In ihrem Vortrag besprach PD Dr. Amanda Tufman, München, eigene Erfahrungen mit dem RET-Inhibitor Selpercatinib (Retsevmo®). Sie berichtete von einem Patienten, bei dem nach umfangreicher Vorbehandlung mit einer Radiochemotherapie (Cisplatin/Pemetrexed) und einer Erhaltung mit Durvalumab ein erneuter Progress auftrat. „Dieser Patient erhielt im Januar 2020 Selpercatinib und befindet sich nun bereits seit rund 1,5 Jahren in einem stabilen Zustand der partiellen Remission“, so die Onkologin.Damit bestätigt sich laut Tufman die Wirksamkeit von Selpercatinib in der klinischen Praxis, die bereits in der zulassungsrelevanten Studie LIBRETTO-001 an 105 stark vorbehandelten NSCLC-Studienteilnehmern belegt werden konnte. Auch in dieser Untersuchung konnte unter der Gabe von Selpercatinib (2 x 160 mg/d) unter anderem ein progressionsfreies Überleben (PFS) von Median 16,5 Monaten erreicht werden. Tufman betonte insbesondere die gute Wirksamkeit bei Hirnmetastasen (intrakranielle objektive Ansprechrate (ORR) 87 %) [1].
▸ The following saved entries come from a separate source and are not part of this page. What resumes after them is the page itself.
impl Compiler {

  /// Compiles for a memory of `memory_size` words, or `MAX_PROGRAM_SIZE` if that is smaller.
  pub fn new(memory_size: usize) -> Compiler {
    let size = memory_size.min(MAX_PROGRAM_SIZE);
    Compiler {
      size,
      image            : Image::with_size(size),
      symbols          : SymbolTable::new(size),
      patches          : Vec::new(),
      loops            : Vec::new(),
      next_location    : 0,
      lowest_temporary : None,
      line             : 0,
    }
  }

  pub fn compile(mut self, source: &str) -> Result<Compilation, CompileError> {
    let lines = parse(source)?;

    // Pass 1
    for (index, line) in lines.iter().enumerate() {
      self.line = line.number;
      self.symbols
          .insert_line(line.number, self.next_location)
          .map_err(|error| CompileError::syntax(line.number, error.to_string()))?;
      self.compile_statement(&line.statement, &lines[index + 1..])?;
    }

    if let Some(open) = self.loops.last() {
      return Err(CompileError::syntax(open.line, "`for` without a matching `next`"));
    }

    // Pass 2
    self.resolve_patches()?;

    debug!(
      instructions = self.next_location,
      symbols = self.symbols.len(),
      "compiled"
    );
    Ok(Compilation {
      image   : self.image,
      symbols : self.symbols,
    })
  }

  fn compile_statement(&mut self, statement: &Statement, following: &[SourceLine]) -> Result<(), CompileError> {
    match statement {

      Statement::Rem(remark) => {
        if self.image.description().is_empty() && !remark.is_empty() {
          self.image.set_description(remark);
        }
      }

      Statement::Input(name) => {
        let location = self.allocate(Symbol::Variable(*name))?;
        self.emit(Opcode::Read, location)?;
      }

      Statement::Print(name) => {
        let location = self.symbols.find(&Symbol::Variable(*name)).ok_or_else(|| {
          CompileError::undefined(self.line, format!("`{}` is printed but never assigned", name))
        })?;
        self.emit(Opcode::Write, location)?;
      }

      Statement::Let { target, rhs } => self.compile_let(*target, rhs)?,

      Statement::Goto(line) => {
        self.emit_branch(Opcode::Branch, BranchTarget::Line(*line))?;
      }

      Statement::If { left, comparator, right, target } => {
        self.compile_if(*left, *comparator, *right, BranchTarget::Line(*target))?;
      }

      Statement::For { variable, start, bound } => {
        self.compile_for(*variable, *start, *bound, following)?;
      }

      Statement::Next(name) => self.compile_next(*name)?,

      Statement::Pause => {
        self.emit(Opcode::Pause, 0)?;
      }

      Statement::End => {
        self.emit(Opcode::Halt, 0)?;
      }

    } // end match statement
    Ok(())
  }

  // region Statements

  /// Allocates the target, then every operand in source order, then emits the assignment.
  fn compile_let(&mut self, target: Operand, rhs: &Rhs) -> Result<(), CompileError> {
    let destination = self.allocate(target.symbol())?;
    if let Operand::Constant(_) = target {
      return Err(CompileError::ConstantOverwrite { line: self.line, location: destination });
    }

    let source = match rhs {

      Rhs::Operand(operand) => self.allocate(operand.symbol())?,

      Rhs::Expression(tokens) => {
        for token in tokens {
          match token {
            Token::Number(value)  => { self.allocate(Symbol::Constant(*value))?; }
            Token::Variable(name) => { self.allocate(Symbol::Variable(*name))?; }
            _                     => {}
          }
        }
        let postfix = to_postfix(tokens)
            .map_err(|error| CompileError::syntax(self.line, error.to_string()))?;
        self.compile_postfix(&postfix)?
      }

    };

    self.emit(Opcode::Load, source)?;
    self.emit_store(destination)?;
    Ok(())
  }

  /**
    Emits a comparison of `left` and `right` followed by the conditional branches that jump to
    `target` when the comparison holds. The machine can only test the accumulator for being
    negative or zero, so every comparison is a subtraction.
  */
  fn compile_if(&mut self, left: Operand, comparator: Comparator, right: Operand, target: BranchTarget)
    -> Result<(), CompileError>
  {
    let left  = self.allocate(left.symbol())?;
    let right = self.allocate(right.symbol())?;

    match comparator {

      Comparator::Equal => {
        self.emit_difference(left, right)?;
        self.emit_branch(Opcode::BranchZero, target)?;
      }

      Comparator::NotEqual => {
        self.emit_difference(right, left)?;
        self.emit_branch(Opcode::BranchNeg, target)?;
        self.emit_difference(left, right)?;
        self.emit_branch(Opcode::BranchNeg, target)?;
      }

      Comparator::Less => {
        self.emit_difference(left, right)?;
        self.emit_branch(Opcode::BranchNeg, target)?;
      }

      Comparator::Greater => {
        self.emit_difference(right, left)?;
        self.emit_branch(Opcode::BranchNeg, target)?;
      }

      Comparator::LessOrEqual => {
        self.emit_difference(left, right)?;
        self.emit_branch(Opcode::BranchNeg, target)?;
        self.emit_branch(Opcode::BranchZero, target)?;
      }

      Comparator::GreaterOrEqual => {
        self.emit_difference(right, left)?;
        self.emit_branch(Opcode::BranchNeg, target)?;
        self.emit_branch(Opcode::BranchZero, target)?;
      }

    } // end match comparator
    Ok(())
  }

  fn compile_for(&mut self, variable: char, start: Operand, bound: Operand, following: &[SourceLine])
    -> Result<(), CompileError>
  {
    let closed = following.iter().any(|line| matches!(line.statement, Statement::Next(_)));
    if !closed {
      return Err(CompileError::syntax(self.line, "`for` without a matching `next`"));
    }

    self.allocate(Symbol::Constant(LOOP_INCREMENT))?;
    let counter = self.allocate(Symbol::Variable(variable))?;
    self.allocate(start.symbol())?;
    let bound_location = self.allocate(bound.symbol())?;

    self.compile_let(Operand::Variable(variable), &Rhs::Operand(start))?;

    self.loops.push(LoopContext {
      start     : self.next_location,
      variable  : counter,
      bound     : bound_location,
      increment : LOOP_INCREMENT,
      line      : self.line,
    });
    Ok(())
  }

  /// Closes the innermost loop: increments the counter and branches back while it is in range.
  fn compile_next(&mut self, name: Option<char>) -> Result<(), CompileError> {
    let context = self.loops.pop().ok_or(CompileError::NextWithoutFor { line: self.line })?;

    let variable = match self.symbols.find_by_location(context.variable) {
      Some(Symbol::Variable(variable)) => variable,
      _                                => {
        return Err(CompileError::syntax(self.line, "loop variable is no longer allocated"));
      }
    };
    if let Some(name) = name {
      if name != variable {
        return Err(CompileError::syntax(
          self.line,
          format!("`next {}` closes the loop over `{}` from line {}", name, variable, context.line)
        ));
      }
    }
    let bound = match self.symbols.find_by_location(context.bound) {
      Some(Symbol::Variable(name))  => Operand::Variable(name),
      Some(Symbol::Constant(value)) => Operand::Constant(value),
      _                             => {
        return Err(CompileError::syntax(self.line, "loop bound is no longer allocated"));
      }
    };

    let increment = vec![
      Token::Variable(variable),
      Token::Operator(Operator::Add),
      Token::Number(context.increment),
    ];
    self.compile_let(Operand::Variable(variable), &Rhs::Expression(increment))?;
    self.compile_if(
      Operand::Variable(variable),
      Comparator::LessOrEqual,
      bound,
      BranchTarget::Location(context.start)
    )
  }

  /**
    Emits code for a postfix expression whose operands are already allocated and returns the
    location holding its value. Each operation loads its left operand, applies the right one and
    stores the result to a fresh temporary.
  */
  fn compile_postfix(&mut self, postfix: &[Token]) -> Result<Location, CompileError> {
    let mut stack : Vec<StackEntry> = Vec::new();
    let mut live  : usize           = 0; // Temporaries on the stack

    for token in postfix {
      match token {

        Token::Number(value) => {
          stack.push(StackEntry::Resolved(self.allocate(Symbol::Constant(*value))?));
        }

        Token::Variable(name) => {
          stack.push(StackEntry::Resolved(self.allocate(Symbol::Variable(*name))?));
        }

        Token::Operator(operator) => {
          let opcode = operator.opcode().ok_or_else(|| {
            CompileError::syntax(self.line, format!("`{}` has no machine instruction", operator.symbol()))
          })?;
          let missing = || {
            CompileError::syntax(self.line, format!("`{}` is missing an operand", operator.symbol()))
          };
          let right = stack.pop().ok_or_else(missing)?;
          let left  = stack.pop().ok_or_else(missing)?;

          for entry in [left, right].iter() {
            if let StackEntry::Temporary(_) = entry {
              live -= 1;
            }
          }
          let temporary = self.temporary(live)?;
          live += 1;

          self.emit(Opcode::Load, left.location())?;
          self.emit(opcode, right.location())?;
          self.emit(Opcode::Store, temporary)?;
          stack.push(StackEntry::Temporary(temporary));
        }

        Token::LeftParen | Token::RightParen => {
          return Err(CompileError::syntax(self.line, "unbalanced parentheses"));
        }

      } // end match token
    }

    match stack.as_slice() {
      [result] => Ok(result.location()),
      []       => Err(CompileError::syntax(self.line, "missing expression")),
      _        => Err(CompileError::syntax(self.line, "expression has operands without an operator"))
    }
  }

  // endregion

  // region Allocation

  /// Finds or allocates a variable or constant. New constants are written into the image.
  fn allocate(&mut self, symbol: Symbol) -> Result<Location, CompileError> {
    if let Some(location) = self.symbols.find(&symbol) {
      return Ok(location);
    }
    // Temporaries of earlier statements are written at run time.
    if let Some(lowest) = self.lowest_temporary {
      self.symbols.reserve_from(lowest);
    }

    let location = self.symbols.find_or_add(symbol).map_err(|error| match error {
      SymbolError::Exhausted(_) => CompileError::Capacity { line: self.line, size: self.size },
      error                     => CompileError::syntax(self.line, error.to_string())
    })?;
    if location < self.next_location {
      return Err(CompileError::Capacity { line: self.line, size: self.size });
    }

    if let Symbol::Constant(value) = symbol {
      self.image.set(location, value);
    }
    debug!(line = self.line, symbol = %symbol, location, "allocated");
    Ok(location)
  }

  /// Location of the temporary above `live` others.
  fn temporary(&mut self, live: usize) -> Result<Location, CompileError> {
    let capacity = CompileError::Capacity { line: self.line, size: self.size };
    let base     = self.symbols.next_free().ok_or_else(|| capacity.clone())?;
    let location = base.checked_sub(live).ok_or_else(|| capacity.clone())?;
    if location < self.next_location {
      return Err(capacity);
    }
    self.lowest_temporary = Some(self.lowest_temporary.map_or(location, |lowest| lowest.min(location)));
    Ok(location)
  }

  /// Instructions must stay below every location holding data.
  fn code_limit(&self) -> Location {
    let data = self.symbols.data_floor().unwrap_or(self.size);
    let temporaries = self.lowest_temporary.unwrap_or(self.size);
    data.min(temporaries)
  }

  // endregion

  // region Emission

  fn emit(&mut self, opcode: Opcode, operand: Location) -> Result<Location, CompileError> {
    let location = self.next_location;
    if location >= self.code_limit() {
      return Err(CompileError::Capacity { line: self.line, size: self.size });
    }

    let instruction = Instruction::new(opcode, operand);
    self.image.emit(location, instruction.encode());
    self.next_location += 1;
    debug!(line = self.line, location, instruction = %instruction, "emitted");
    Ok(location)
  }

  fn emit_store(&mut self, destination: Location) -> Result<Location, CompileError> {
    if let Some(Symbol::Constant(_)) = self.symbols.find_by_location(destination) {
      return Err(CompileError::ConstantOverwrite { line: self.line, location: destination });
    }
    self.emit(Opcode::Store, destination)
  }

  /// `accumulator <- minuend - subtrahend`
  fn emit_difference(&mut self, minuend: Location, subtrahend: Location) -> Result<(), CompileError> {
    self.emit(Opcode::Load, minuend)?;
    self.emit(Opcode::Subtract, subtrahend)?;
    Ok(())
  }

  /// Emits a branch, recording a patch if the target line has not been compiled yet.
  fn emit_branch(&mut self, opcode: Opcode, target: BranchTarget) -> Result<Location, CompileError> {
    let resolved = match target {
      BranchTarget::Location(location) => Some(location),
      BranchTarget::Line(line)         => self.symbols.find(&Symbol::Line(line))
    };

    let location = self.emit(opcode, resolved.unwrap_or(0))?;
    if let (None, BranchTarget::Line(target_line)) = (resolved, target) {
      debug!(line = self.line, location, target_line, "forward branch");
      self.patches.push(Patch { location, target_line, source_line: self.line });
    }
    Ok(location)
  }

  // endregion

  /// Pass 2: points every forward branch at its target line.
  fn resolve_patches(&mut self) -> Result<(), CompileError> {
    for patch in std::mem::take(&mut self.patches) {
      let target = self.symbols.find(&Symbol::Line(patch.target_line)).ok_or_else(|| {
        CompileError::undefined(patch.source_line, format!("line {} does not exist", patch.target_line))
      })?;
      let (opcode, _) = decode(self.image.get(patch.location).unwrap_or(0));
      self.image.set(patch.location, encode(opcode, target as Word));
      debug!(location = patch.location, target, "patched");
    }
    Ok(())
  }
}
Dieselben Erfahrungen machte PD Dr. med. Achim Rittmeyer, Immenhausen, mit eigenen Patienten, die auch bereits vor der Zulassung über ein NPP (Named Patient Program) in den Vorzug einer Behandlung mit Selpercatinib gekommen waren. Dabei verwies er auf eine Patientin, die nach der Drittlinienbehandlung in einer äußerst schlechten Verfassung war. „Eine Lunge fehlte, die andere war voller Metastasen. Sie können sich vorstellen, wie es der Patientin ging.“
Nach der Gabe von Selpercatinib „sahen wir eine Wahnsinns-Remission“, betonte Rittmeyer. Die multiplen Meta-stasen schrumpften erheblich; es konnte eine sehr gute partielle Remission beobachtet werden, die inzwischen seit nahezu 1,5 Jahren anhält. „Die Patientin ist froh, dass sie wieder gut Luft bekommt. Sie saß initial im Rollstuhl und bekam Sauerstoff, und jetzt kommt sie wieder reingeflitzt, wenn ich sie aufrufe“, so Rittmeyer. Wünschenswert wäre nach Ansicht des Onkologen, wenn Selpercatinib zukünftig bei diesen Patienten auch in der Erstlinie einsetzbar wäre, doch dafür besteht derzeit keine Zulassung. „Solange geben wir diesen Patienten in der Erstlinie eine Mono-Chemotherapie, weil Checkpoint-Inhibitoren bei RET-Positivität meistens gar nicht funktionieren. Danach können wir dann zulassungsgemäß in der Zweitlinie auf Selpercatinib übergehen“, erklärte Rittmeyer.